◆ PROBLEM STATEMENT ◆
Give the lines again exactly as they appear, beginning at the one with "provisioned by the" and ending at the last line of the records.
START TASK DATA
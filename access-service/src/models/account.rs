//! Access account model - primary login identity for a person.

use chrono::{DateTime, Utc};
use sqlx::FromRow;
use uuid::Uuid;

/// Access account entity (contas_acesso). Accounts are provisioned by the
/// platform; this service only reads them to resolve logins.
#[derive(Debug, Clone, FromRow)]
pub struct AccessAccount {
    pub account_id: Uuid,
    pub person_id: Uuid,
    pub email: String,
    pub password_hash_text: String,
    pub created_utc: DateTime<Utc>,
}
END TASK DATA
◆ ANSWER TO THIS EXERCISE ◆
/// Access account entity (contas_acesso). Accounts are provisioned by the
/// platform; this service only reads them to resolve logins.
#[derive(Debug, Clone, FromRow)]
pub struct AccessAccount {
    pub account_id: Uuid,
    pub person_id: Uuid,
    pub email: String,
    pub password_hash_text: String,
    pub created_utc: DateTime<Utc>,
}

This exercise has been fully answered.